*INSTRUCTIONS TO FOLLOW*. Give the number of lines in the material below that include "errors", and write nothing else.

*DATA TO PROCESS*.
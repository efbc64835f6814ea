//! Bounded retry/poll helper for conditions that become true asynchronously
//! from the test's point of view (a control enabling itself, a dialog
//! finishing a load) without subscribing to platform events.

use std::thread;
use std::time::{Duration, Instant};

use tracing::debug;

use crate::errors::AutomationError;

/// Repeatedly evaluate `produce` until `accept` approves its value or the
/// deadline passes.
///
/// The producer runs at least once, so a deadline already in the past still
/// yields one observation. Producer errors are propagated immediately; an
/// expired deadline yields [`AutomationError::Timeout`].
pub fn wait_until_deadline<T, F, P>(
    deadline: Instant,
    interval: Duration,
    mut produce: F,
    mut accept: P,
) -> Result<T, AutomationError>
where
    F: FnMut() -> Result<T, AutomationError>,
    P: FnMut(&T) -> bool,
{
    loop {
        let value = produce()?;
        if accept(&value) {
            return Ok(value);
        }
        if Instant::now() >= deadline {
            debug!("condition not met before deadline");
            return Err(AutomationError::Timeout(
                "condition was not met before the deadline".to_string(),
            ));
        }
        thread::sleep(interval);
    }
}

/// A reusable timeout/interval pair for [`wait_until_deadline`].
#[derive(Debug, Clone, Copy)]
pub struct Waiter {
    timeout: Duration,
    interval: Duration,
}

impl Waiter {
    pub fn new(timeout: Duration, interval: Duration) -> Self {
        Self { timeout, interval }
    }

    /// Poll `produce` until `accept` approves its value or `timeout` elapses.
    pub fn wait_for<T, F, P>(&self, produce: F, accept: P) -> Result<T, AutomationError>
    where
        F: FnMut() -> Result<T, AutomationError>,
        P: FnMut(&T) -> bool,
    {
        wait_until_deadline(Instant::now() + self.timeout, self.interval, produce, accept)
    }
}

*RESULT*. 2